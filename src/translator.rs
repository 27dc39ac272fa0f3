// パス: src/translator.rs
// 役割: 骨格フックの参照実装（ソース素通し + 意味解析）を提供する
// 意図: 呼び出し記録・宣言型登録・戻り値型推論という描画の副作用契約を 1 箇所で定義する
// 関連ファイル: src/function_node.rs, src/function_builder.rs, tests/type_inference.rs
//! 参照トランスレータ
//!
//! 目的:
//! - 構文木を全走査して呼び出し関係・呼び出し位置の実引数型・ローカル宣言型・
//!   戻り値型を記述子へ記録する。
//! - 出力テキストは関数ソースの素通し。ターゲット言語固有の整形は具象
//!   バックエンドの責務であり、ここでは意味解析の副作用だけを確定させる。
//!
//! 設計ノート:
//! - ループ本体の走査中は状態 `loop-body` を積む。バックエンドが反復上限の
//!   挿入位置を判定するための観測点で、ここでは積み降ろしの均衡だけを保証する。

use crate::ast::{Node, NodeKind};
use crate::function_node::{
    literal_type, CallSiteArgument, FunctionTranslator, RenderContext, TranslateError,
    THIS_RECEIVER_NAME,
};
use crate::types::VarType;

/// ループ本体走査中を表す状態名。
pub const STATE_LOOP_BODY: &str = "loop-body";

/// 定数参照のメンバパス接頭辞（`this.constants.<name>`）。
const CONSTANTS_PATH_PREFIX: &str = "this.constants.";

/// ソース素通しの参照トランスレータ。
#[derive(Debug, Default, Clone, Copy)]
pub struct SourceTranslator;

impl SourceTranslator {
    /// 式の型を素朴に推論する。確定できない式は `None`。
    ///
    /// 識別子は定数 → 仮引数・宣言の順で解決し、呼び出し式は呼び出し先の
    /// 戻り値型をレジストリへ照会する（呼び出し境界を跨ぐ遅延推論）。
    fn infer_expression_type(
        &self,
        ctx: &mut RenderContext<'_>,
        ast: &Node,
    ) -> Option<VarType> {
        match &ast.kind {
            NodeKind::Literal { value } => literal_type(value),
            NodeKind::Identifier { name } => {
                if ctx.node.is_identifier_constant(name) {
                    return ctx
                        .node
                        .get_constant_type(name)
                        .or_else(|| ctx.node.constants.get(name).map(|v| v.inferred_type()));
                }
                Some(ctx.argument_type(name))
            }
            NodeKind::CallExpression { callee, .. } => {
                let unrolled = ctx.member_expression_unroll(callee).ok()?;
                let callee_name = strip_this_receiver(&unrolled);
                ctx.lookup_return_type(callee_name)
            }
            NodeKind::BinaryExpression {
                operator,
                left,
                right,
            } => {
                if is_comparison_operator(operator) {
                    return Some(VarType::Boolean);
                }
                let left = self.infer_expression_type(ctx, left);
                let right = self.infer_expression_type(ctx, right);
                join_numeric(left, right)
            }
            NodeKind::LogicalExpression { .. } => Some(VarType::Boolean),
            NodeKind::UnaryExpression { operator, argument } => {
                if operator == "!" {
                    Some(VarType::Boolean)
                } else {
                    self.infer_expression_type(ctx, argument)
                }
            }
            NodeKind::UpdateExpression { argument, .. } => {
                self.infer_expression_type(ctx, argument)
            }
            NodeKind::AssignmentExpression { right, .. } => {
                self.infer_expression_type(ctx, right)
            }
            NodeKind::SequenceExpression { expressions } => expressions
                .last()
                .and_then(|last| self.infer_expression_type(ctx, last)),
            NodeKind::MemberExpression { computed, .. } => {
                if *computed {
                    // 添字アクセス。配列要素の読み出しは汎用数値型とみなす
                    return Some(VarType::Number);
                }
                let path = ctx.member_expression_unroll(ast).ok()?;
                if let Some(constant) = path.strip_prefix(CONSTANTS_PATH_PREFIX) {
                    return ctx
                        .node
                        .get_constant_type(constant)
                        .or_else(|| ctx.node.constants.get(constant).map(|v| v.inferred_type()));
                }
                if path.starts_with("this.thread") || path.starts_with("this.output") {
                    // スレッド座標・出力寸法は常に整数
                    return Some(VarType::Integer);
                }
                None
            }
            NodeKind::ArrayExpression { .. } => Some(VarType::Array),
            _ => None,
        }
    }

    /// 呼び出し位置の実引数 1 つ分の記録を作る。
    ///
    /// 識別子は名前つきで記録し、呼び出し先のユーザ引数名解決に使えるようにする。
    /// 型を確定できない式は `None`（位置は保存される）。
    fn call_site_argument(
        &self,
        ctx: &mut RenderContext<'_>,
        ast: &Node,
    ) -> Option<CallSiteArgument> {
        if let NodeKind::Identifier { name } = &ast.kind {
            let var_type = ctx.argument_type(name);
            return Some(CallSiteArgument {
                name: Some(name.clone()),
                var_type,
            });
        }
        self.infer_expression_type(ctx, ast)
            .map(|var_type| CallSiteArgument {
                name: None,
                var_type,
            })
    }
}

/// `this.` 経由の呼び出しから受け手を外して素の関数名に揃える。
fn strip_this_receiver(unrolled: &str) -> &str {
    unrolled
        .strip_prefix(THIS_RECEIVER_NAME)
        .and_then(|rest| rest.strip_prefix('.'))
        .unwrap_or(unrolled)
}

/// 比較演算子かどうか。
fn is_comparison_operator(op: &str) -> bool {
    matches!(op, "==" | "===" | "!=" | "!==" | "<" | "<=" | ">" | ">=")
}

/// 数値型の合成。両方整数なら整数、片方でも型が取れれば汎用数値。
fn join_numeric(left: Option<VarType>, right: Option<VarType>) -> Option<VarType> {
    match (left, right) {
        (Some(VarType::Integer), Some(VarType::Integer)) => Some(VarType::Integer),
        (Some(_), _) | (_, Some(_)) => Some(VarType::Number),
        (None, None) => None,
    }
}

impl FunctionTranslator for SourceTranslator {
    /// 関数式。本体を走査して副作用を確定させ、描画ルートならソースを素通しで出力する。
    fn ast_function_expression(
        &self,
        ctx: &mut RenderContext<'_>,
        ast: &Node,
        out: &mut Vec<String>,
    ) -> Result<(), TranslateError> {
        let NodeKind::FunctionExpression { body, .. } = &ast.kind else {
            return Ok(());
        };
        self.ast_generic(ctx, body, out)?;
        if ctx.is_root_node(ast) {
            out.push(ctx.node.source.clone());
        }
        Ok(())
    }

    fn ast_return_statement(
        &self,
        ctx: &mut RenderContext<'_>,
        ast: &Node,
        out: &mut Vec<String>,
    ) -> Result<(), TranslateError> {
        let NodeKind::ReturnStatement { argument } = &ast.kind else {
            return Ok(());
        };
        let Some(argument) = argument.as_deref() else {
            return Ok(());
        };
        self.ast_generic(ctx, argument, out)?;
        if let Some(var_type) = self.infer_expression_type(ctx, argument) {
            ctx.node.set_return_type(var_type);
        }
        Ok(())
    }

    fn ast_block_statement(
        &self,
        ctx: &mut RenderContext<'_>,
        ast: &Node,
        out: &mut Vec<String>,
    ) -> Result<(), TranslateError> {
        let NodeKind::BlockStatement { body } = &ast.kind else {
            return Ok(());
        };
        self.ast_generic_list(ctx, body, out)
    }

    fn ast_expression_statement(
        &self,
        ctx: &mut RenderContext<'_>,
        ast: &Node,
        out: &mut Vec<String>,
    ) -> Result<(), TranslateError> {
        let NodeKind::ExpressionStatement { expression } = &ast.kind else {
            return Ok(());
        };
        self.ast_generic(ctx, expression, out)
    }

    fn ast_if_statement(
        &self,
        ctx: &mut RenderContext<'_>,
        ast: &Node,
        out: &mut Vec<String>,
    ) -> Result<(), TranslateError> {
        let NodeKind::IfStatement {
            test,
            consequent,
            alternate,
        } = &ast.kind
        else {
            return Ok(());
        };
        self.ast_generic(ctx, test, out)?;
        self.ast_generic(ctx, consequent, out)?;
        if let Some(alternate) = alternate.as_deref() {
            self.ast_generic(ctx, alternate, out)?;
        }
        Ok(())
    }

    fn ast_for_statement(
        &self,
        ctx: &mut RenderContext<'_>,
        ast: &Node,
        out: &mut Vec<String>,
    ) -> Result<(), TranslateError> {
        let NodeKind::ForStatement {
            init,
            test,
            update,
            body,
        } = &ast.kind
        else {
            return Ok(());
        };
        if let Some(init) = init.as_deref() {
            self.ast_generic(ctx, init, out)?;
        }
        if let Some(test) = test.as_deref() {
            self.ast_generic(ctx, test, out)?;
        }
        if let Some(update) = update.as_deref() {
            self.ast_generic(ctx, update, out)?;
        }
        ctx.node.push_state(STATE_LOOP_BODY);
        self.ast_generic(ctx, body, out)?;
        ctx.node.pop_state(STATE_LOOP_BODY)?;
        Ok(())
    }

    fn ast_while_statement(
        &self,
        ctx: &mut RenderContext<'_>,
        ast: &Node,
        out: &mut Vec<String>,
    ) -> Result<(), TranslateError> {
        let NodeKind::WhileStatement { test, body } = &ast.kind else {
            return Ok(());
        };
        self.ast_generic(ctx, test, out)?;
        ctx.node.push_state(STATE_LOOP_BODY);
        self.ast_generic(ctx, body, out)?;
        ctx.node.pop_state(STATE_LOOP_BODY)?;
        Ok(())
    }

    fn ast_do_while_statement(
        &self,
        ctx: &mut RenderContext<'_>,
        ast: &Node,
        out: &mut Vec<String>,
    ) -> Result<(), TranslateError> {
        let NodeKind::DoWhileStatement { body, test } = &ast.kind else {
            return Ok(());
        };
        ctx.node.push_state(STATE_LOOP_BODY);
        self.ast_generic(ctx, body, out)?;
        ctx.node.pop_state(STATE_LOOP_BODY)?;
        self.ast_generic(ctx, test, out)
    }

    fn ast_variable_declaration(
        &self,
        ctx: &mut RenderContext<'_>,
        ast: &Node,
        out: &mut Vec<String>,
    ) -> Result<(), TranslateError> {
        let NodeKind::VariableDeclaration { declarations, .. } = &ast.kind else {
            return Ok(());
        };
        self.ast_generic_list(ctx, declarations, out)
    }

    /// 宣言子。初期化式から型を推論してローカル宣言表へ登録する。
    fn ast_variable_declarator(
        &self,
        ctx: &mut RenderContext<'_>,
        ast: &Node,
        out: &mut Vec<String>,
    ) -> Result<(), TranslateError> {
        let NodeKind::VariableDeclarator { id, init } = &ast.kind else {
            return Ok(());
        };
        let mut var_type = VarType::default_numeric();
        if let Some(init) = init.as_deref() {
            self.ast_generic(ctx, init, out)?;
            if let Some(inferred) = self.infer_expression_type(ctx, init) {
                var_type = inferred;
            }
        }
        ctx.node.add_declaration(id.clone(), var_type);
        Ok(())
    }

    fn ast_binary_expression(
        &self,
        ctx: &mut RenderContext<'_>,
        ast: &Node,
        out: &mut Vec<String>,
    ) -> Result<(), TranslateError> {
        let NodeKind::BinaryExpression { left, right, .. } = &ast.kind else {
            return Ok(());
        };
        self.ast_generic(ctx, left, out)?;
        self.ast_generic(ctx, right, out)
    }

    fn ast_logical_expression(
        &self,
        ctx: &mut RenderContext<'_>,
        ast: &Node,
        out: &mut Vec<String>,
    ) -> Result<(), TranslateError> {
        let NodeKind::LogicalExpression { left, right, .. } = &ast.kind else {
            return Ok(());
        };
        self.ast_generic(ctx, left, out)?;
        self.ast_generic(ctx, right, out)
    }

    fn ast_assignment_expression(
        &self,
        ctx: &mut RenderContext<'_>,
        ast: &Node,
        out: &mut Vec<String>,
    ) -> Result<(), TranslateError> {
        let NodeKind::AssignmentExpression { left, right, .. } = &ast.kind else {
            return Ok(());
        };
        self.ast_generic(ctx, left, out)?;
        self.ast_generic(ctx, right, out)
    }

    fn ast_unary_expression(
        &self,
        ctx: &mut RenderContext<'_>,
        ast: &Node,
        out: &mut Vec<String>,
    ) -> Result<(), TranslateError> {
        let NodeKind::UnaryExpression { argument, .. } = &ast.kind else {
            return Ok(());
        };
        self.ast_generic(ctx, argument, out)
    }

    fn ast_update_expression(
        &self,
        ctx: &mut RenderContext<'_>,
        ast: &Node,
        out: &mut Vec<String>,
    ) -> Result<(), TranslateError> {
        let NodeKind::UpdateExpression { argument, .. } = &ast.kind else {
            return Ok(());
        };
        self.ast_generic(ctx, argument, out)
    }

    fn ast_sequence_expression(
        &self,
        ctx: &mut RenderContext<'_>,
        ast: &Node,
        out: &mut Vec<String>,
    ) -> Result<(), TranslateError> {
        let NodeKind::SequenceExpression { expressions } = &ast.kind else {
            return Ok(());
        };
        self.ast_generic_list(ctx, expressions, out)
    }

    fn ast_member_expression(
        &self,
        ctx: &mut RenderContext<'_>,
        ast: &Node,
        out: &mut Vec<String>,
    ) -> Result<(), TranslateError> {
        let NodeKind::MemberExpression {
            object,
            property,
            computed,
        } = &ast.kind
        else {
            return Ok(());
        };
        self.ast_generic(ctx, object, out)?;
        // 非計算プロパティ名は変数参照ではないため走査しない
        if *computed {
            self.ast_generic(ctx, property, out)?;
        }
        Ok(())
    }

    /// 呼び出し式。呼び出し先の記録と実引数型の記録という 2 つの副作用を確定させる。
    fn ast_call_expression(
        &self,
        ctx: &mut RenderContext<'_>,
        ast: &Node,
        out: &mut Vec<String>,
    ) -> Result<(), TranslateError> {
        let NodeKind::CallExpression { callee, arguments } = &ast.kind else {
            return Ok(());
        };
        let unrolled = ctx.member_expression_unroll(callee)?;
        let callee_name = strip_this_receiver(&unrolled).to_string();
        ctx.node.record_called_function(callee_name.clone());
        let mut record = Vec::with_capacity(arguments.len());
        for argument in arguments {
            record.push(self.call_site_argument(ctx, argument));
        }
        self.ast_generic_list(ctx, arguments, out)?;
        ctx.node.record_call_arguments(&callee_name, record);
        Ok(())
    }

    fn ast_array_expression(
        &self,
        ctx: &mut RenderContext<'_>,
        ast: &Node,
        out: &mut Vec<String>,
    ) -> Result<(), TranslateError> {
        let NodeKind::ArrayExpression { elements } = &ast.kind else {
            return Ok(());
        };
        self.ast_generic_list(ctx, elements, out)
    }
}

# # # #

Count lines, not occurrences: report how many lines in the entries above include the word "object", as a number alone.

2